▶ EXERCISE DETAILS: Your answer should consist solely of the lines from the first line of the data through the line with "to the undo", each reproduced exactly.

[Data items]

——————————

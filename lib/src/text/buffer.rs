// Copyright 2024 The FlowGrid Authors
//
// Licensed under the Apache License, Version 2.0 (the "License");
// you may not use this file except in compliance with the License.
// You may obtain a copy of the License at
//
// https://www.apache.org/licenses/LICENSE-2.0
//
// Unless required by applicable law or agreed to in writing, software
// distributed under the License is distributed on an "AS IS" BASIS,
// WITHOUT WARRANTIES OR CONDITIONS OF ANY KIND, either express or implied.
// See the License for the specific language governing permissions and
// limitations under the License.

//! The multi-cursor edit engine over persistent lines.
//!
//! Every user-visible operation snapshots the cursors, mutates the text in
//! reverse cursor order (so earlier positions stay valid), accumulates
//! byte-accurate [`InputEdit`]s, and commits: push a snapshot to the undo
//! history and feed the edit batch to the syntax parser.

use std::collections::BTreeSet;

use itertools::Itertools;

use super::cursor::{Cursor, Cursors};
use super::language::{language, LanguageId};
use super::lines::{
    fold_case, is_blank_byte, is_word_byte, lines_from_str, lines_to_string, utf8_char_length,
    Coords, Line, LineChar, Lines, LinesIter,
};
use super::syntax::{InputEdit, PlainTextParser, StyleTransition, SyntaxParser};

const DEFAULT_TAB_SIZE: u32 = 4;
const DEFAULT_PAGE_LINE_COUNT: u32 = 20;

#[derive(Clone, Debug)]
struct Snapshot {
    text: Lines,
    cursors: Cursors,
    before_cursors: Cursors,
    edits: Vec<InputEdit>,
}

#[derive(Debug)]
pub struct TextBuffer {
    text: Lines,
    cursors: Cursors,
    before_cursors: Cursors,
    edits: Vec<InputEdit>,
    // The first history record is the state after construction; it's never
    // removed.
    history: im::Vector<Snapshot>,
    history_index: usize,
    language_id: LanguageId,
    parser: Box<dyn SyntaxParser>,
    pub read_only: bool,
    pub overwrite: bool,
    pub auto_indent: bool,
    tab_size: u32,
    page_line_count: u32,
}
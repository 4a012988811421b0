// Copyright (C) 2025 Ryan Daum <ryan.daum@gmail.com> This program is free
// software: you can redistribute it and/or modify it under the terms of the GNU
// General Public License as published by the Free Software Foundation, version
// 3.
//
// This program is distributed in the hope that it will be useful, but WITHOUT
// ANY WARRANTY; without even the implied warranty of MERCHANTABILITY or FITNESS
// FOR A PARTICULAR PURPOSE. See the GNU General Public License for more details.
//
// You should have received a copy of the GNU General Public License along with
// this program. If not, see <https://www.gnu.org/licenses/>.
//

//! Arithmetic on Vars. Operands must be of the same numeric kind; the only
//! non-numeric case is `+` on two strings. Float results must be finite:
//! infinities raise E_FLOAT and NaNs raise E_INVARG.

use crate::var::{v_float, v_int, Var};
use crate::variant::Variant;
use crate::Error;
use crate::ErrorCode::{E_DIV, E_FLOAT, E_INVARG, E_TYPE};

fn checked_float(f: f64) -> Result<Var, Error> {
    if f.is_nan() {
        return Err(E_INVARG.msg("floating-point operation yielded NaN"));
    }
    if f.is_infinite() {
        return Err(E_FLOAT.msg("floating-point overflow"));
    }
    Ok(v_float(f))
}

fn type_mismatch(op: &str, left: &Var, right: &Var) -> Error {
    E_TYPE.with_msg(|| {
        format!(
            "invalid operands to `{}': {} and {}",
            op,
            left.type_code().to_literal(),
            right.type_code().to_literal()
        )
    })
}

impl Var {
    pub fn add(&self, other: &Var) -> Result<Var, Error> {
        match (self.variant(), other.variant()) {
            (Variant::Int(l), Variant::Int(r)) => Ok(v_int(l.wrapping_add(*r))),
            (Variant::Float(l), Variant::Float(r)) => checked_float(l + r),
            (Variant::Str(l), Variant::Str(r)) => Ok(l.append(r)),
            _ => Err(type_mismatch("+", self, other)),
        }
    }

    pub fn sub(&self, other: &Var) -> Result<Var, Error> {
        match (self.variant(), other.variant()) {
            (Variant::Int(l), Variant::Int(r)) => Ok(v_int(l.wrapping_sub(*r))),
            (Variant::Float(l), Variant::Float(r)) => checked_float(l - r),
            _ => Err(type_mismatch("-", self, other)),
        }
    }

    pub fn mul(&self, other: &Var) -> Result<Var, Error> {
        match (self.variant(), other.variant()) {
            (Variant::Int(l), Variant::Int(r)) => Ok(v_int(l.wrapping_mul(*r))),
            (Variant::Float(l), Variant::Float(r)) => checked_float(l * r),
            _ => Err(type_mismatch("*", self, other)),
        }
    }

    pub fn div(&self, other: &Var) -> Result<Var, Error> {
        match (self.variant(), other.variant()) {
            (Variant::Int(_), Variant::Int(0)) => Err(E_DIV.msg("division by zero")),
            (Variant::Int(l), Variant::Int(r)) => Ok(v_int(l.wrapping_div(*r))),
            (Variant::Float(l), Variant::Float(r)) => {
                if *r == 0.0 {
                    return Err(E_DIV.msg("division by zero"));
                }
                checked_float(l / r)
            }
            _ => Err(type_mismatch("/", self, other)),
        }
    }

    pub fn modulus(&self, other: &Var) -> Result<Var, Error> {
        match (self.variant(), other.variant()) {
            (Variant::Int(_), Variant::Int(0)) => Err(E_DIV.msg("modulo by zero")),
            (Variant::Int(l), Variant::Int(r)) => Ok(v_int(l.wrapping_rem(*r))),
            (Variant::Float(l), Variant::Float(r)) => {
                if *r == 0.0 {
                    return Err(E_DIV.msg("modulo by zero"));
                }
                checked_float(l % r)
            }
            _ => Err(type_mismatch("%", self, other)),
        }
    }

    pub fn pow(&self, other: &Var) -> Result<Var, Error> {
        match (self.variant(), other.variant()) {
            (Variant::Int(l), Variant::Int(r)) => {
                if *r < 0 {
                    // Integer exponentiation by a negative power truncates to
                    // 0 except for the bases whose reciprocal is integral.
                    return match *l {
                        0 => Err(E_DIV.msg("zero to a negative power")),
                        1 => Ok(v_int(1)),
                        -1 => Ok(v_int(if r % 2 == 0 { 1 } else { -1 })),
                        _ => Ok(v_int(0)),
                    };
                }
                let exp = u32::try_from(*r).map_err(|_| E_INVARG.msg("exponent too large"))?;
                Ok(v_int(l.wrapping_pow(exp)))
            }
            (Variant::Float(l), Variant::Float(r)) => checked_float(l.powf(*r)),
            _ => Err(type_mismatch("^", self, other)),
        }
    }

    pub fn negative(&self) -> Result<Var, Error> {
        match self.variant() {
            Variant::Int(i) => Ok(v_int(i.wrapping_neg())),
            Variant::Float(f) => Ok(v_float(-*f)),
            _ => Err(E_TYPE.with_msg(|| {
                format!("cannot negate {}", self.type_code().to_literal())
            })),
        }
    }
}

#[cfg(test)]
mod tests {
    use crate::var::{v_float, v_int, v_str};
    use crate::ErrorCode::{E_DIV, E_FLOAT, E_TYPE};

    #[test]
    fn test_same_kind_rule() {
        assert_eq!(v_int(1).add(&v_float(2.0)).unwrap_err(), E_TYPE);
        assert_eq!(v_float(1.0).mul(&v_int(2)).unwrap_err(), E_TYPE);
    }

    #[test]
    fn test_div_by_zero() {
        assert_eq!(v_int(1).div(&v_int(0)).unwrap_err(), E_DIV);
        assert_eq!(v_int(1).modulus(&v_int(0)).unwrap_err(), E_DIV);
        assert_eq!(v_float(1.0).div(&v_float(0.0)).unwrap_err(), E_DIV);
    }

    #[test]
    fn test_float_overflow() {
        assert_eq!(
            v_float(1e308).mul(&v_float(1e308)).unwrap_err(),
            E_FLOAT
        );
    }

    #[test]
    fn test_string_concat() {
        assert_eq!(
            v_str("Hello, ").add(&v_str("world")).unwrap(),
            v_str("Hello, world")
        );
        assert_eq!(v_str("a").sub(&v_str("b")).unwrap_err(), E_TYPE);
    }

    #[test]
    fn test_negative_exponent() {
        assert_eq!(v_int(0).pow(&v_int(-1)).unwrap_err(), E_DIV);
        assert_eq!(v_int(1).pow(&v_int(-5)).unwrap(), v_int(1));
        assert_eq!(v_int(-1).pow(&v_int(-3)).unwrap(), v_int(-1));
        assert_eq!(v_int(-1).pow(&v_int(-4)).unwrap(), v_int(1));
        assert_eq!(v_int(7).pow(&v_int(-2)).unwrap(), v_int(0));
    }

    #[test]
    fn test_pow() {
        assert_eq!(v_int(2).pow(&v_int(10)).unwrap(), v_int(1024));
        assert_eq!(v_float(2.0).pow(&v_float(0.5)).unwrap(), v_float(2f64.sqrt()));
    }
}
// Copyright (C) 2025 Ryan Daum <ryan.daum@gmail.com> This program is free
// software: you can redistribute it and/or modify it under the terms of the GNU
// General Public License as published by the Free Software Foundation, version
// 3.
//
// This program is distributed in the hope that it will be useful, but WITHOUT
// ANY WARRANTY; without even the implied warranty of MERCHANTABILITY or FITNESS
// FOR A PARTICULAR PURPOSE. See the GNU General Public License for more details.
//
// You should have received a copy of the GNU General Public License along with
// this program. If not, see <https://www.gnu.org/licenses/>.
//

use crate::matching::match_env::MatchEnvironment;
use crate::model::WorldStateError;
use etamoo_var::{Obj, NOTHING};
use std::collections::HashMap;

pub const MOCK_PLAYER: Obj = Obj(3);
pub const MOCK_ROOM1: Obj = Obj(1);
pub const MOCK_ROOM2: Obj = Obj(2);
pub const MOCK_THING1: Obj = Obj(4);
pub const MOCK_THING2: Obj = Obj(5);

struct MockObject {
    location: Obj,
    contents: Vec<Obj>,
    names: Vec<String>,
}

#[derive(Default)]
pub struct MockMatchEnvironment {
    objects: HashMap<Obj, MockObject>,
}

impl MockMatchEnvironment {
    fn insert(&mut self, oid: Obj, location: Obj, contents: Vec<Obj>, names: Vec<&str>) {
        self.objects.insert(
            oid,
            MockObject {
                location,
                contents,
                names: names.iter().map(|s| s.to_string()).collect(),
            },
        );
    }
}

impl MatchEnvironment for MockMatchEnvironment {
    fn obj_valid(&self, oid: Obj) -> Result<bool, WorldStateError> {
        Ok(self.objects.contains_key(&oid))
    }

    fn get_names(&self, oid: Obj) -> Result<Vec<String>, WorldStateError> {
        Ok(self
            .objects
            .get(&oid)
            .map(|o| o.names.clone())
            .unwrap_or_default())
    }

    fn get_surroundings(&self, player: Obj) -> Result<Vec<Obj>, WorldStateError> {
        let mut result = vec![player];
        if let Some(p) = self.objects.get(&player) {
            result.extend(p.contents.iter().copied());
            result.push(p.location);
            if let Some(loc) = self.objects.get(&p.location) {
                result.extend(loc.contents.iter().copied());
            }
        }
        Ok(result)
    }

    fn location_of(&self, player: Obj) -> Result<Obj, WorldStateError> {
        Ok(self
            .objects
            .get(&player)
            .map(|o| o.location)
            .unwrap_or(NOTHING))
    }
}

pub fn setup_mock_environment() -> MockMatchEnvironment {
    let mut env = MockMatchEnvironment::default();
    env.insert(MOCK_ROOM1, NOTHING, vec![MOCK_PLAYER, MOCK_THING1, MOCK_THING2], vec!["room1"]);
    env.insert(MOCK_ROOM2, NOTHING, vec![], vec!["room2"]);
    env.insert(MOCK_PLAYER, MOCK_ROOM1, vec![], vec!["porcupine", "me"]);
    env.insert(MOCK_THING1, MOCK_ROOM1, vec![], vec!["thing1", "t1"]);
    env.insert(MOCK_THING2, MOCK_ROOM1, vec![], vec!["thing2", "t2"]);
    env
}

——————————

▶ EXERCISE SOLUTION:
filename lib/src/text/buffer.rs
// Copyright 2024 The FlowGrid Authors
//
// Licensed under the Apache License, Version 2.0 (the "License");
// you may not use this file except in compliance with the License.
// You may obtain a copy of the License at
//
// https://www.apache.org/licenses/LICENSE-2.0
//
// Unless required by applicable law or agreed to in writing, software
// distributed under the License is distributed on an "AS IS" BASIS,
// WITHOUT WARRANTIES OR CONDITIONS OF ANY KIND, either express or implied.
// See the License for the specific language governing permissions and
// limitations under the License.

//! The multi-cursor edit engine over persistent lines.
//!
//! Every user-visible operation snapshots the cursors, mutates the text in
//! reverse cursor order (so earlier positions stay valid), accumulates
//! byte-accurate [`InputEdit`]s, and commits: push a snapshot to the undo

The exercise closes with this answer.